§ What is being asked: Nothing in the records below should be altered when they are retyped.

****************************************

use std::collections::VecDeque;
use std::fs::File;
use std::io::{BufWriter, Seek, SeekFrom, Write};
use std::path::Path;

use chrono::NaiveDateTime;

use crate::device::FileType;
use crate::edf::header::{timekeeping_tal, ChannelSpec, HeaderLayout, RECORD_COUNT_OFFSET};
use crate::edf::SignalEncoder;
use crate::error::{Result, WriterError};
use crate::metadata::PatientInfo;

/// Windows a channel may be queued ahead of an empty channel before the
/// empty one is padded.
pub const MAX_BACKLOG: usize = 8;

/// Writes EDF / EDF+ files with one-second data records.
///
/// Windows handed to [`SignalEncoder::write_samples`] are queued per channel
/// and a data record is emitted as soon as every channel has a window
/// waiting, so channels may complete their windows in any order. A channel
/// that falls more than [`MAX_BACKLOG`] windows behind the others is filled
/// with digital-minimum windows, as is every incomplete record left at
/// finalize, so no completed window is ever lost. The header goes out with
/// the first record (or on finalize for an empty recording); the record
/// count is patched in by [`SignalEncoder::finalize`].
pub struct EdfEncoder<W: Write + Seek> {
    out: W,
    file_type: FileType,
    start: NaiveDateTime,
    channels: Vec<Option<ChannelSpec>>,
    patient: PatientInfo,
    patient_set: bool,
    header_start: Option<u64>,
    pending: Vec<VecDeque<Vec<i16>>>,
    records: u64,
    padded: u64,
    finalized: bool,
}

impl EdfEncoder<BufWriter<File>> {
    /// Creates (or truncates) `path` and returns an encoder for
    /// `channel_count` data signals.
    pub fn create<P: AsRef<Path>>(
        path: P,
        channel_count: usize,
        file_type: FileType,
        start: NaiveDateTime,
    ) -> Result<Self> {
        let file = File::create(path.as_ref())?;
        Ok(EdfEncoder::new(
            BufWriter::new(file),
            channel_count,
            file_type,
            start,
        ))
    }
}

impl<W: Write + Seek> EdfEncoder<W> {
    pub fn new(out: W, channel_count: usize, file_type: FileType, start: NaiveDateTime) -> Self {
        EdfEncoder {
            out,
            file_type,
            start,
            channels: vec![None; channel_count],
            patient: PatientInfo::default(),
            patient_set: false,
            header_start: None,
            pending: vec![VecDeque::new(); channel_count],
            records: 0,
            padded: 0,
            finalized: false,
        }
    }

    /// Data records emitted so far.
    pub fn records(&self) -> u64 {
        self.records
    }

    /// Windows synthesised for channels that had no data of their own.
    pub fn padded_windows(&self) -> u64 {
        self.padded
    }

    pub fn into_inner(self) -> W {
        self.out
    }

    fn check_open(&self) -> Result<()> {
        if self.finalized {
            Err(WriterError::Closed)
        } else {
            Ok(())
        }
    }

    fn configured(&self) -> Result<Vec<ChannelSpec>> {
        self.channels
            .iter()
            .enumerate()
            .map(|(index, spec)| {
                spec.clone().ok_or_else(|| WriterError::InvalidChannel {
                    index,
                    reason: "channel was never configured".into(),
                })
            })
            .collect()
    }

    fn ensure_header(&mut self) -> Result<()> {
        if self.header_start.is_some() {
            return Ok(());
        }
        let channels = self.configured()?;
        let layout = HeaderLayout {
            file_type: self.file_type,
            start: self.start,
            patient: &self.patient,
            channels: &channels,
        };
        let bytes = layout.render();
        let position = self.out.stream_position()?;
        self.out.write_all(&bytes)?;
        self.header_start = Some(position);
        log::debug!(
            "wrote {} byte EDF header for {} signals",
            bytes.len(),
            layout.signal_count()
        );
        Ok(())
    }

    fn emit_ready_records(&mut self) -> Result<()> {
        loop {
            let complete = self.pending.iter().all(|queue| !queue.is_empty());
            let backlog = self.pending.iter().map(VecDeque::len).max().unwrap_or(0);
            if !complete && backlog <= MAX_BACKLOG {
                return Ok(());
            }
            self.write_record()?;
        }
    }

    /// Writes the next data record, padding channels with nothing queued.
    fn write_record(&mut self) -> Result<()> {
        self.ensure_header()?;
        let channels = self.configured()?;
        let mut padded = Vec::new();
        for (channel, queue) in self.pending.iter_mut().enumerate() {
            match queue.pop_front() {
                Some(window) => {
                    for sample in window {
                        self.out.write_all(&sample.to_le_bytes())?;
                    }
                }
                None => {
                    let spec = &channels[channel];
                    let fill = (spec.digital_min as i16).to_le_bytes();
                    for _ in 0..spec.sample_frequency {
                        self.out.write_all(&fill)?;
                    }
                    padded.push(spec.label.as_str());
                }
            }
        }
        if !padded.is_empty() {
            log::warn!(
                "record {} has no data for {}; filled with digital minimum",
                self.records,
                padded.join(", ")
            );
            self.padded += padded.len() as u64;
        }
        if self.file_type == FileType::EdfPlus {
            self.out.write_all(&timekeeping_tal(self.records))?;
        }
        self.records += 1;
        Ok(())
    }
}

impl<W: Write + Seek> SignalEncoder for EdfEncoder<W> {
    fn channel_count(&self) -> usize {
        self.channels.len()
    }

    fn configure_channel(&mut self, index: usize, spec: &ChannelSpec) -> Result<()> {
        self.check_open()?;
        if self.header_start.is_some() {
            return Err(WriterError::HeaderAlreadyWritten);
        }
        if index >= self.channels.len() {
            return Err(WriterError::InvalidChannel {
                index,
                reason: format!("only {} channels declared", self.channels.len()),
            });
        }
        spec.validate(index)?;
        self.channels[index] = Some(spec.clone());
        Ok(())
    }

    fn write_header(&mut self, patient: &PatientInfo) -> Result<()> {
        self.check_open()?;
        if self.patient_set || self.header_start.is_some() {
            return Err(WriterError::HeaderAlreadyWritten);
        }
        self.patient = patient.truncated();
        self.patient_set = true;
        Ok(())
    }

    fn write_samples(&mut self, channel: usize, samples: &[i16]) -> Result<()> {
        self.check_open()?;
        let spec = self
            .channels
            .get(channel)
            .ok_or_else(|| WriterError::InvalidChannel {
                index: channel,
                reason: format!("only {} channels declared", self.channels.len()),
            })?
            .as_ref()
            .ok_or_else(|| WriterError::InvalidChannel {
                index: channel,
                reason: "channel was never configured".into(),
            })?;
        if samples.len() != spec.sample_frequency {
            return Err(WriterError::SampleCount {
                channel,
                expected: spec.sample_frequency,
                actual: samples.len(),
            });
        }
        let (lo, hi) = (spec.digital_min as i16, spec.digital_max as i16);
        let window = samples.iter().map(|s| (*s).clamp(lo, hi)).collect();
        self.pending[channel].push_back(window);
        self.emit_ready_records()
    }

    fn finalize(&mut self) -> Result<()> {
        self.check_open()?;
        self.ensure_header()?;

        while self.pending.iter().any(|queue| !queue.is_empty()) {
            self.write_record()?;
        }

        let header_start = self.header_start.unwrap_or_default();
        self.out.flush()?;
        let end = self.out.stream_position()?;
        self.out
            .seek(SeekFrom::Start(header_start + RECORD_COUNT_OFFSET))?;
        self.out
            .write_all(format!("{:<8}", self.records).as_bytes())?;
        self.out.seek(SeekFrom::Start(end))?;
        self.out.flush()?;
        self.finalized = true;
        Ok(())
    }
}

****************************************

§ Answer:
use std::collections::VecDeque;
use std::fs::File;
use std::io::{BufWriter, Seek, SeekFrom, Write};
use std::path::Path;

use chrono::NaiveDateTime;

use crate::device::FileType;
use crate::edf::header::{timekeeping_tal, ChannelSpec, HeaderLayout, RECORD_COUNT_OFFSET};
use crate::edf::SignalEncoder;
use crate::error::{Result, WriterError};
use crate::metadata::PatientInfo;

/// Windows a channel may be queued ahead of an empty channel before the
/// empty one is padded.
pub const MAX_BACKLOG: usize = 8;

/// Writes EDF / EDF+ files with one-second data records.
///
/// Windows handed to [`SignalEncoder::write_samples`] are queued per channel
/// and a data record is emitted as soon as every channel has a window
/// waiting, so channels may complete their windows in any order. A channel
/// that falls more than [`MAX_BACKLOG`] windows behind the others is filled
/// with digital-minimum windows, as is every incomplete record left at
/// finalize, so no completed window is ever lost. The header goes out with
/// the first record (or on finalize for an empty recording); the record
/// count is patched in by [`SignalEncoder::finalize`].
pub struct EdfEncoder<W: Write + Seek> {
    out: W,
    file_type: FileType,
    start: NaiveDateTime,
    channels: Vec<Option<ChannelSpec>>,
    patient: PatientInfo,
    patient_set: bool,
    header_start: Option<u64>,
    pending: Vec<VecDeque<Vec<i16>>>,
    records: u64,
    padded: u64,
    finalized: bool,
}

impl EdfEncoder<BufWriter<File>> {
    /// Creates (or truncates) `path` and returns an encoder for
    /// `channel_count` data signals.
    pub fn create<P: AsRef<Path>>(
        path: P,
        channel_count: usize,
        file_type: FileType,
        start: NaiveDateTime,
    ) -> Result<Self> {
        let file = File::create(path.as_ref())?;
        Ok(EdfEncoder::new(
            BufWriter::new(file),
            channel_count,
            file_type,
            start,
        ))
    }
}

impl<W: Write + Seek> EdfEncoder<W> {
    pub fn new(out: W, channel_count: usize, file_type: FileType, start: NaiveDateTime) -> Self {
        EdfEncoder {
            out,
            file_type,
            start,
            channels: vec![None; channel_count],
            patient: PatientInfo::default(),
            patient_set: false,
            header_start: None,
            pending: vec![VecDeque::new(); channel_count],
            records: 0,
            padded: 0,
            finalized: false,
        }
    }

    /// Data records emitted so far.
    pub fn records(&self) -> u64 {
        self.records
    }

    /// Windows synthesised for channels that had no data of their own.
    pub fn padded_windows(&self) -> u64 {
        self.padded
    }

    pub fn into_inner(self) -> W {
        self.out
    }

    fn check_open(&self) -> Result<()> {
        if self.finalized {
            Err(WriterError::Closed)
        } else {
            Ok(())
        }
    }

    fn configured(&self) -> Result<Vec<ChannelSpec>> {
        self.channels
            .iter()
            .enumerate()
            .map(|(index, spec)| {
                spec.clone().ok_or_else(|| WriterError::InvalidChannel {
                    index,
                    reason: "channel was never configured".into(),
                })
            })
            .collect()
    }

    fn ensure_header(&mut self) -> Result<()> {
        if self.header_start.is_some() {
            return Ok(());
        }
        let channels = self.configured()?;
        let layout = HeaderLayout {
            file_type: self.file_type,
            start: self.start,
            patient: &self.patient,
            channels: &channels,
        };
        let bytes = layout.render();
        let position = self.out.stream_position()?;
        self.out.write_all(&bytes)?;
        self.header_start = Some(position);
        log::debug!(
            "wrote {} byte EDF header for {} signals",
            bytes.len(),
            layout.signal_count()
        );
        Ok(())
    }

    fn emit_ready_records(&mut self) -> Result<()> {
        loop {
            let complete = self.pending.iter().all(|queue| !queue.is_empty());
            let backlog = self.pending.iter().map(VecDeque::len).max().unwrap_or(0);
            if !complete && backlog <= MAX_BACKLOG {
                return Ok(());
            }
            self.write_record()?;
        }
    }

    /// Writes the next data record, padding channels with nothing queued.
    fn write_record(&mut self) -> Result<()> {
        self.ensure_header()?;
        let channels = self.configured()?;
        let mut padded = Vec::new();
        for (channel, queue) in self.pending.iter_mut().enumerate() {
            match queue.pop_front() {
                Some(window) => {
                    for sample in window {
                        self.out.write_all(&sample.to_le_bytes())?;
                    }
                }
                None => {
                    let spec = &channels[channel];
                    let fill = (spec.digital_min as i16).to_le_bytes();
                    for _ in 0..spec.sample_frequency {
                        self.out.write_all(&fill)?;
                    }
                    padded.push(spec.label.as_str());
                }
            }
        }
        if !padded.is_empty() {
            log::warn!(
                "record {} has no data for {}; filled with digital minimum",
                self.records,
                padded.join(", ")
            );
            self.padded += padded.len() as u64;
        }
        if self.file_type == FileType::EdfPlus {
            self.out.write_all(&timekeeping_tal(self.records))?;
        }
        self.records += 1;
        Ok(())
    }
}

impl<W: Write + Seek> SignalEncoder for EdfEncoder<W> {
    fn channel_count(&self) -> usize {
        self.channels.len()
    }

    fn configure_channel(&mut self, index: usize, spec: &ChannelSpec) -> Result<()> {
        self.check_open()?;
        if self.header_start.is_some() {
            return Err(WriterError::HeaderAlreadyWritten);
        }
        if index >= self.channels.len() {
            return Err(WriterError::InvalidChannel {
                index,
                reason: format!("only {} channels declared", self.channels.len()),
            });
        }
        spec.validate(index)?;
        self.channels[index] = Some(spec.clone());
        Ok(())
    }

    fn write_header(&mut self, patient: &PatientInfo) -> Result<()> {
        self.check_open()?;
        if self.patient_set || self.header_start.is_some() {
            return Err(WriterError::HeaderAlreadyWritten);
        }
        self.patient = patient.truncated();
        self.patient_set = true;
        Ok(())
    }

    fn write_samples(&mut self, channel: usize, samples: &[i16]) -> Result<()> {
        self.check_open()?;
        let spec = self
            .channels
            .get(channel)
            .ok_or_else(|| WriterError::InvalidChannel {
                index: channel,
                reason: format!("only {} channels declared", self.channels.len()),
            })?
            .as_ref()
            .ok_or_else(|| WriterError::InvalidChannel {
                index: channel,
                reason: "channel was never configured".into(),
            })?;
        if samples.len() != spec.sample_frequency {
            return Err(WriterError::SampleCount {
                channel,
                expected: spec.sample_frequency,
                actual: samples.len(),
            });
        }
        let (lo, hi) = (spec.digital_min as i16, spec.digital_max as i16);
        let window = samples.iter().map(|s| (*s).clamp(lo, hi)).collect();
        self.pending[channel].push_back(window);
        self.emit_ready_records()
    }

    fn finalize(&mut self) -> Result<()> {
        self.check_open()?;
        self.ensure_header()?;

        while self.pending.iter().any(|queue| !queue.is_empty()) {
            self.write_record()?;
        }

        let header_start = self.header_start.unwrap_or_default();
        self.out.flush()?;
        let end = self.out.stream_position()?;
        self.out
            .seek(SeekFrom::Start(header_start + RECORD_COUNT_OFFSET))?;
        self.out
            .write_all(format!("{:<8}", self.records).as_bytes())?;
        self.out.seek(SeekFrom::Start(end))?;
        self.out.flush()?;
        self.finalized = true;
        Ok(())
    }
}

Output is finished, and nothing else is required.